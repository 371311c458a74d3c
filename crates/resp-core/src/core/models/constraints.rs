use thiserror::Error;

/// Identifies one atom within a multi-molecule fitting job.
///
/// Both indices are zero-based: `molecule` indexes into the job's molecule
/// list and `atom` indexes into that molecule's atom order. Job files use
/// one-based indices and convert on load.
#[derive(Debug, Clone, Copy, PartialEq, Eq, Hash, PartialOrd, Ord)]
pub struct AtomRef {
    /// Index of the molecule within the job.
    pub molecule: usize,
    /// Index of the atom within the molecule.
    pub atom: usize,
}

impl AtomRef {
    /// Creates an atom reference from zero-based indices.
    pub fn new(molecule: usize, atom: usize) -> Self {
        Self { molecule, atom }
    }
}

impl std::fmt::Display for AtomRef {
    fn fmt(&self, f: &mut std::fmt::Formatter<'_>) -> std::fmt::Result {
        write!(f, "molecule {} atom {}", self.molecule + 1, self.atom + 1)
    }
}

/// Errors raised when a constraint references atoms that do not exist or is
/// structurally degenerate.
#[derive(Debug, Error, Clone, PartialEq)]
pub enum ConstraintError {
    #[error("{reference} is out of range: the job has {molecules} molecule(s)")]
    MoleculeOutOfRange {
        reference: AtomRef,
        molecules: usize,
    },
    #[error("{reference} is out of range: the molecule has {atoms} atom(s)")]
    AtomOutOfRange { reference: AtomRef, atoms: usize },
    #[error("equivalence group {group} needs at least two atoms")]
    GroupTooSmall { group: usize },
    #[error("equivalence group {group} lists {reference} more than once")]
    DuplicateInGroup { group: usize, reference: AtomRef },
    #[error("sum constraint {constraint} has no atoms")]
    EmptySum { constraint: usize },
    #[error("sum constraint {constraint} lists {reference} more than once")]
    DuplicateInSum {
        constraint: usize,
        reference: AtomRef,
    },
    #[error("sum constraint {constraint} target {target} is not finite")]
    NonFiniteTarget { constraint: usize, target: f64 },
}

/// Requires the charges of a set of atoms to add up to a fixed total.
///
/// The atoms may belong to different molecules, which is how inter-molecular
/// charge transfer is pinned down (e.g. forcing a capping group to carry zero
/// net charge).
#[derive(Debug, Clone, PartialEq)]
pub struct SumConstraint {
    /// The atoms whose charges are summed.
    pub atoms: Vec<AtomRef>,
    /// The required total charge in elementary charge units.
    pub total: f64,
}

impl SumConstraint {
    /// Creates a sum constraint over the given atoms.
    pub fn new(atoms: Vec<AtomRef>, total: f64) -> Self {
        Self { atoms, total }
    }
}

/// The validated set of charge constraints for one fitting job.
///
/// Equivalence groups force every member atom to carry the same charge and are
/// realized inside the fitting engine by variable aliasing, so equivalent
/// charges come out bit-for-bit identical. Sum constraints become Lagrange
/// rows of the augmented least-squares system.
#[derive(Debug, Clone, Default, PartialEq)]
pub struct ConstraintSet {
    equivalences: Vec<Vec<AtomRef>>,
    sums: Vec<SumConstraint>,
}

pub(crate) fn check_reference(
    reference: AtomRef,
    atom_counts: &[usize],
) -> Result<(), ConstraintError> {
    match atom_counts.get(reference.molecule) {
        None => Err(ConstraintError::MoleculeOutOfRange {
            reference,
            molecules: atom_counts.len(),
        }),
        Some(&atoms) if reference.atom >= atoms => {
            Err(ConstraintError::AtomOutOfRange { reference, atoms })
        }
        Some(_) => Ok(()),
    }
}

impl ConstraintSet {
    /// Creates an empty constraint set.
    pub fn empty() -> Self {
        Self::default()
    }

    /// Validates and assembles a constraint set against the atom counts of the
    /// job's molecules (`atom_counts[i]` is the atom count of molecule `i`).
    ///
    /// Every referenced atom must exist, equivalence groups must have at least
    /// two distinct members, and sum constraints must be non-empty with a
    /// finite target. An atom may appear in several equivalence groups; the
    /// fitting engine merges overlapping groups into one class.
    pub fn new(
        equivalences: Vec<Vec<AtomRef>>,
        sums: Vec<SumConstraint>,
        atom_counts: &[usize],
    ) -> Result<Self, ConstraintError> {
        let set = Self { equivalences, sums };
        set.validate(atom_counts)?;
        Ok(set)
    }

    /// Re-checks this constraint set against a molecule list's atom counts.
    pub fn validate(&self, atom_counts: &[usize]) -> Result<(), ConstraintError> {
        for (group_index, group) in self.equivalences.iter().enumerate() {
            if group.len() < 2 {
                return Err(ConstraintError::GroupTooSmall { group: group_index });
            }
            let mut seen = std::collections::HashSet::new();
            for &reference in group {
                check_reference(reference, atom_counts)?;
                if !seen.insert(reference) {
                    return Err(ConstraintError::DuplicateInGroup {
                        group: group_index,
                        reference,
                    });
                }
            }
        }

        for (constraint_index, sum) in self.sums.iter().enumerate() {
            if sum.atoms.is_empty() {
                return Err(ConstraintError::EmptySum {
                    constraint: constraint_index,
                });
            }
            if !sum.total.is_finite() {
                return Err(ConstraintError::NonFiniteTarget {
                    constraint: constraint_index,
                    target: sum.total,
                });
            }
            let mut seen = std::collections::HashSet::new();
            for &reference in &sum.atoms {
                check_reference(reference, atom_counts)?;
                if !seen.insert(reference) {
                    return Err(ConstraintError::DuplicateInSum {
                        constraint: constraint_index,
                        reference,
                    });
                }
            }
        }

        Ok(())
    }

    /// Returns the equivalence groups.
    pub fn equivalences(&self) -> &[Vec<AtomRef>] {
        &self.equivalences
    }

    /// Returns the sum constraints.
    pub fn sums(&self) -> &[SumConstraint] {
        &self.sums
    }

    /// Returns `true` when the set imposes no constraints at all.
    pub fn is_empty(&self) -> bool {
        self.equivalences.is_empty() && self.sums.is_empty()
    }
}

++++++++++

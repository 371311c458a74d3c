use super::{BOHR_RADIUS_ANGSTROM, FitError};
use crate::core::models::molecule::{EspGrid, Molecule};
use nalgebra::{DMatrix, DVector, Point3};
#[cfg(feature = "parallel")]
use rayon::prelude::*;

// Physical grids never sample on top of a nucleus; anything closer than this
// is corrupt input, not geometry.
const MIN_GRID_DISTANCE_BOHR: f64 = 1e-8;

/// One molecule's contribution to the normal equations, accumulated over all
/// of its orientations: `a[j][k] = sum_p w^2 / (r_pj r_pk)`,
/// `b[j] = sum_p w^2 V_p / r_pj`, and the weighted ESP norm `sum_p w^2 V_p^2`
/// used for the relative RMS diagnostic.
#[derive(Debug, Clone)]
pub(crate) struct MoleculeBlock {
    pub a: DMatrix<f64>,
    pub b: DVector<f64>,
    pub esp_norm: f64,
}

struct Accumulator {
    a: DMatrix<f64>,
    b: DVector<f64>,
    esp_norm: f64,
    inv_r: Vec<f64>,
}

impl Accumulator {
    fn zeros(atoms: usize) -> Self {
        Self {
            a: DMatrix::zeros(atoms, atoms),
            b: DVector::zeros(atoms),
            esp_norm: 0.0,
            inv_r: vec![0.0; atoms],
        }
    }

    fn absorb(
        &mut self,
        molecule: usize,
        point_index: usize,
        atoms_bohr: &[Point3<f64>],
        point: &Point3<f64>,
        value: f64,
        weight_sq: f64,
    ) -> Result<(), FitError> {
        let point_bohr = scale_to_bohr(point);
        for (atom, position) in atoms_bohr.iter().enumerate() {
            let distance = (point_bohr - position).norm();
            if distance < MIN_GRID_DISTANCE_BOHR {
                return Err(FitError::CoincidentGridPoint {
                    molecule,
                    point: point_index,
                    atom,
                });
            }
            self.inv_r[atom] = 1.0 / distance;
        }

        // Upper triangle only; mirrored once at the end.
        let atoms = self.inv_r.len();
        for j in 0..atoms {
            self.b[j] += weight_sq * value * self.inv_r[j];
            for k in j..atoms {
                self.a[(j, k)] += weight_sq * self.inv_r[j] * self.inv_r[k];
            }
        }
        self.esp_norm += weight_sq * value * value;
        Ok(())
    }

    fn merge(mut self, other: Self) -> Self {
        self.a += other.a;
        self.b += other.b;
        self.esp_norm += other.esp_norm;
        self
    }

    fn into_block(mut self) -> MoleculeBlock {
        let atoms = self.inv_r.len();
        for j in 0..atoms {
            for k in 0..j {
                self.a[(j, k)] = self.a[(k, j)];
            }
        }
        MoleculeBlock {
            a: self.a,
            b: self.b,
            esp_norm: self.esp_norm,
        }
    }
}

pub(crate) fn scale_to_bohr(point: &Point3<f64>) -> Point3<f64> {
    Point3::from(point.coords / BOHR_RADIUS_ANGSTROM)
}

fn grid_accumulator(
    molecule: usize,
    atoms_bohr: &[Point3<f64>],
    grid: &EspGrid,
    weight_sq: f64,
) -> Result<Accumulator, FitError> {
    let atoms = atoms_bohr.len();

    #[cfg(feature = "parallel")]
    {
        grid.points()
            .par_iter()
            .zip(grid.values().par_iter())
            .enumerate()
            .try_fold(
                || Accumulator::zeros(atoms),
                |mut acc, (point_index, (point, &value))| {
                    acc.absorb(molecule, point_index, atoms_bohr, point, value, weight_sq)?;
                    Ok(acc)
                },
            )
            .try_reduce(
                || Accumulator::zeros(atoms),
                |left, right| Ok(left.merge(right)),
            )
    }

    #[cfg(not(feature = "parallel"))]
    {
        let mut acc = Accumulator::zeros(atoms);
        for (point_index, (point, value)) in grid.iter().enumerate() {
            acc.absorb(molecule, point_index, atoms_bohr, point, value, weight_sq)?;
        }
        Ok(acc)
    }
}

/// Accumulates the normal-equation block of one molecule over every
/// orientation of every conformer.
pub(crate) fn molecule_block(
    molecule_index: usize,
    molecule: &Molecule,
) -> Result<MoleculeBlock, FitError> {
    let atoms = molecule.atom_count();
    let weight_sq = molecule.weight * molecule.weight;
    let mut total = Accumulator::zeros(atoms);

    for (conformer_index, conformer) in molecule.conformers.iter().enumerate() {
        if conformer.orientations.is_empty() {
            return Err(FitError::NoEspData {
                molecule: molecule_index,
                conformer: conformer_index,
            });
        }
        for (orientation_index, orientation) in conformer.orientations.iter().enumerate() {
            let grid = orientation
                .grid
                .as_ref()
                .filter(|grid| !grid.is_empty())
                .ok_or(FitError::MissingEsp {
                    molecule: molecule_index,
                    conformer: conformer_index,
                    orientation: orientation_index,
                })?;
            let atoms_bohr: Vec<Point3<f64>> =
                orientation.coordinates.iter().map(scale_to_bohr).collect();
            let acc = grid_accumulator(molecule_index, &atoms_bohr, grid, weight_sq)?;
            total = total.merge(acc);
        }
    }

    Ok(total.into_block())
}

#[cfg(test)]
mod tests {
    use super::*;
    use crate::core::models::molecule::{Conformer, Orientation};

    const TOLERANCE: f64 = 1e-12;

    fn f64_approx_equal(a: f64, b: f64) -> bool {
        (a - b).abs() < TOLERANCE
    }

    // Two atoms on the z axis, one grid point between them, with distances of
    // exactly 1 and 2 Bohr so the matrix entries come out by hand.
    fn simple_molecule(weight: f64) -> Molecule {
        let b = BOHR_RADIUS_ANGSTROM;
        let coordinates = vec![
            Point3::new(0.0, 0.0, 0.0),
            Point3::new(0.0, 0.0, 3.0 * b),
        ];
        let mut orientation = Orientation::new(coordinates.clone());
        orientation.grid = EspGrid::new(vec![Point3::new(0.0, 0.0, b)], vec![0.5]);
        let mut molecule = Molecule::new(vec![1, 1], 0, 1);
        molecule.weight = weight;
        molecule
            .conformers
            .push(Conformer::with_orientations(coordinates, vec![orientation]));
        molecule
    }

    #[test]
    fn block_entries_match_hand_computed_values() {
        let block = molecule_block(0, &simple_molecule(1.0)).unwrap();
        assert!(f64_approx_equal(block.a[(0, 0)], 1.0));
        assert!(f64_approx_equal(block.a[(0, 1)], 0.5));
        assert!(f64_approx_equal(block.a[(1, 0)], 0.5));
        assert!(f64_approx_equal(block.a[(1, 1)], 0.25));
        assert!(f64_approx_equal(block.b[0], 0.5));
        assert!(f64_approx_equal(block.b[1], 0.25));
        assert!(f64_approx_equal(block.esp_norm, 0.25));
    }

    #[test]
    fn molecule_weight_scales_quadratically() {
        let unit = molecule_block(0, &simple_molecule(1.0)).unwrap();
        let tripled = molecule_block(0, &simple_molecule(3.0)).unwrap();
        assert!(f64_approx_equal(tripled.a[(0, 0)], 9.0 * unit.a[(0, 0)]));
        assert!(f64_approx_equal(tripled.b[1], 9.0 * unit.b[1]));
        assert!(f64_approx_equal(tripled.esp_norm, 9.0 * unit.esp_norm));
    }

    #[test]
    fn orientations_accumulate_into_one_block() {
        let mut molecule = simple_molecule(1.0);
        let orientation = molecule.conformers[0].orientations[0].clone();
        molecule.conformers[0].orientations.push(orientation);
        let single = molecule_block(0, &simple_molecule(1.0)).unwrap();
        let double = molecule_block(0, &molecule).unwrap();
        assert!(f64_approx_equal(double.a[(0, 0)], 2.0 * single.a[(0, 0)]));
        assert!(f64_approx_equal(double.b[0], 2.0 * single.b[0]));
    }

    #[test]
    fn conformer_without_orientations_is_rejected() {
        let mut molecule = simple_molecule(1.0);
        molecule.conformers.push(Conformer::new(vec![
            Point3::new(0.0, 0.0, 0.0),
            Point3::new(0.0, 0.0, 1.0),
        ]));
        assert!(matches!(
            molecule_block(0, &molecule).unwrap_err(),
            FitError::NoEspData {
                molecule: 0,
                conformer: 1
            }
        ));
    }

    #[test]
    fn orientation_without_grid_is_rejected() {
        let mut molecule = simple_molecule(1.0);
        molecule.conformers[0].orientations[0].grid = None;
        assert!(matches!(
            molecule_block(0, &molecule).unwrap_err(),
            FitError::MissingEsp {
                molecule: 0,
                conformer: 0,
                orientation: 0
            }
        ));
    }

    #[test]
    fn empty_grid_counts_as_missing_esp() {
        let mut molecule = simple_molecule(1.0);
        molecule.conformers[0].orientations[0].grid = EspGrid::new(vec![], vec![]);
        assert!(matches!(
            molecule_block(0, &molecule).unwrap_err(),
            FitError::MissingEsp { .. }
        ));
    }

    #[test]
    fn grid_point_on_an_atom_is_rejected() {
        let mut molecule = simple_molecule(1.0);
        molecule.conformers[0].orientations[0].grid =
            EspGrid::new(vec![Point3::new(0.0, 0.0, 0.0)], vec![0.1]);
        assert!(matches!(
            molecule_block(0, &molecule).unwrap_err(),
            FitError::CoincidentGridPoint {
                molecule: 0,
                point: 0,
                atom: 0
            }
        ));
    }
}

++++++++++

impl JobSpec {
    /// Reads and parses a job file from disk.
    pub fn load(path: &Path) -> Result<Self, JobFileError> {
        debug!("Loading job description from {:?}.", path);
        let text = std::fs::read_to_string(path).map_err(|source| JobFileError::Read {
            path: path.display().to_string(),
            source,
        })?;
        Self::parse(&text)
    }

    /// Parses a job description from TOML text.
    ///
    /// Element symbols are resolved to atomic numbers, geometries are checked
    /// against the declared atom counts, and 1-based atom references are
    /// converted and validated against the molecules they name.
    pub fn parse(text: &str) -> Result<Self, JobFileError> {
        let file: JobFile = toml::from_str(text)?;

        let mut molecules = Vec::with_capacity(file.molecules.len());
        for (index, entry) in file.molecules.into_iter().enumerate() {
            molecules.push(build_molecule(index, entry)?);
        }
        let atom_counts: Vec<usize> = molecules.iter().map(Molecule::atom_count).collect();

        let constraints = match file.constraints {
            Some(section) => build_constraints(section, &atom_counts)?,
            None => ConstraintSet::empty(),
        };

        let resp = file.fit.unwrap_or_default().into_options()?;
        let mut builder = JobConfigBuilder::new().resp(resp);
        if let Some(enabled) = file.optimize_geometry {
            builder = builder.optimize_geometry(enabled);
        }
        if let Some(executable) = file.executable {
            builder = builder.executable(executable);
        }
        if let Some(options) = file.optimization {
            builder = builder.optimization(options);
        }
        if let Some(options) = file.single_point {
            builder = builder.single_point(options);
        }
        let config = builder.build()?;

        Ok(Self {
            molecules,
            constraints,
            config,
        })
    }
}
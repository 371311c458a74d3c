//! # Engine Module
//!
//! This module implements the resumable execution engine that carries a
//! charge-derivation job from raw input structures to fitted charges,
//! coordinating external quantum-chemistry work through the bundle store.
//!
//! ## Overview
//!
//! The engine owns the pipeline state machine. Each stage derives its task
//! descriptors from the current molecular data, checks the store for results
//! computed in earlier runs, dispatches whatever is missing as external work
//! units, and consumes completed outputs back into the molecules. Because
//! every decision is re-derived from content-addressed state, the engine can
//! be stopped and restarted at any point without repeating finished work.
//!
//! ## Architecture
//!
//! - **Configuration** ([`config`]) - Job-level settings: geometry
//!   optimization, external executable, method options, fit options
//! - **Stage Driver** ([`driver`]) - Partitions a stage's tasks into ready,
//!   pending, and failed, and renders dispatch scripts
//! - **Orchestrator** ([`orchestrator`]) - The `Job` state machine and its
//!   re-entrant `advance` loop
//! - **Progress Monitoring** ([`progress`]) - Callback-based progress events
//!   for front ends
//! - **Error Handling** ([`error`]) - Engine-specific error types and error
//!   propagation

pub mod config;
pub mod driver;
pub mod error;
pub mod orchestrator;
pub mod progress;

++++++++++

WORK ORDER
On how many lines of the material does the word "path" appear? Reply with the number alone.

RESULT
4